### Activity
Filter the records, keeping every line that has the string "from".

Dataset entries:
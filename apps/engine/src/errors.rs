use thiserror::Error;

/// Engine-level error type.
///
/// Only collaborator I/O surfaces as `Err` from the orchestrator; every
/// domain-level failure (no candidates, uncomputable cards, AI transport or
/// parse trouble) folds into an explained-null `Recommendation` instead.
#[derive(Debug, Error)]
pub enum EngineError {
    #[error("catalog error: {0}")]
    Catalog(#[from] anyhow::Error),
}
//! Card records as supplied by the catalog collaborator. Read-only to the engine.

use serde::{Deserialize, Serialize};

/// One structured earn rule entry as stored in the catalog.
///
/// The rate can be given directly (`units_per_aed`) or as a
/// "units per X currency" pair (`units` / `per_aed`). Entries that resolve
/// to no positive rate are dropped silently by the parser.
#[derive(Debug, Clone, Default, Serialize, Deserialize)]
pub struct EarnRuleSpec {
    pub bucket: String,
    #[serde(default, skip_serializing_if = "Option::is_none")]
    pub units_per_aed: Option<f64>,
    #[serde(default, skip_serializing_if = "Option::is_none")]
    pub units: Option<f64>,
    #[serde(default, skip_serializing_if = "Option::is_none")]
    pub per_aed: Option<f64>,
}

/// A credit card record from the catalog.
///
/// Monetary figures are in AED. Perk fields are unstructured promotional
/// copy; `earn_rules` is the structured alternative the deterministic path
/// requires.
#[derive(Debug, Clone, Default, Serialize, Deserialize)]
pub struct Card {
    pub id: i64,
    #[serde(default)]
    pub card_category: String,
    #[serde(default)]
    pub sub_category: String,
    #[serde(default)]
    pub program: String,
    #[serde(default)]
    pub bank_name: String,
    #[serde(default)]
    pub product: String,
    #[serde(default)]
    pub minimum_salary: f64,
    #[serde(default)]
    pub value_metric: String,
    #[serde(default)]
    pub value_calculation: String,
    #[serde(default)]
    pub annual_fee: f64,
    #[serde(default)]
    pub joining_fee: f64,
    #[serde(default)]
    pub extra_fees: String,
    #[serde(default)]
    pub core_perks: String,
    #[serde(default)]
    pub secondary_perks: String,
    #[serde(default)]
    pub extra_perks: String,
    #[serde(default)]
    pub card_type: String,
    #[serde(default)]
    pub current_offer: String,
    #[serde(default)]
    pub product_page: String,
    /// Structured earn rules. `None`/empty means the card is not
    /// deterministically computable.
    #[serde(default, skip_serializing_if = "Option::is_none")]
    pub earn_rules: Option<Vec<EarnRuleSpec>>,
    /// Explicit reward unit name (e.g. "Skywards Miles", "Cashback").
    #[serde(default, skip_serializing_if = "Option::is_none")]
    pub reward_unit: Option<String>,
    /// Monetary value of one reward unit, when the catalog knows it.
    #[serde(default, skip_serializing_if = "Option::is_none")]
    pub unit_value: Option<f64>,
    /// Unavoidable fees layered on top of the annual fee.
    #[serde(default, skip_serializing_if = "Option::is_none")]
    pub mandatory_extra_fees: Option<f64>,
}

impl Card {
    /// Concatenated free-text block used for keyword and rate extraction.
    pub fn perk_text(&self) -> String {
        [
            self.core_perks.as_str(),
            self.secondary_perks.as_str(),
            self.extra_perks.as_str(),
            self.card_type.as_str(),
            self.product.as_str(),
        ]
        .join(" ")
    }

    /// Text describing the reward unit, used to infer a unit value when the
    /// catalog carries none.
    pub fn reward_metric_text(&self) -> String {
        match &self.reward_unit {
            Some(unit) => format!("{} {}", unit, self.value_metric),
            None => self.value_metric.clone(),
        }
    }
}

### Exercise result
/// Only collaborator I/O surfaces as `Err` from the orchestrator; every
    Catalog(#[from] anyhow::Error),
/// A credit card record from the catalog.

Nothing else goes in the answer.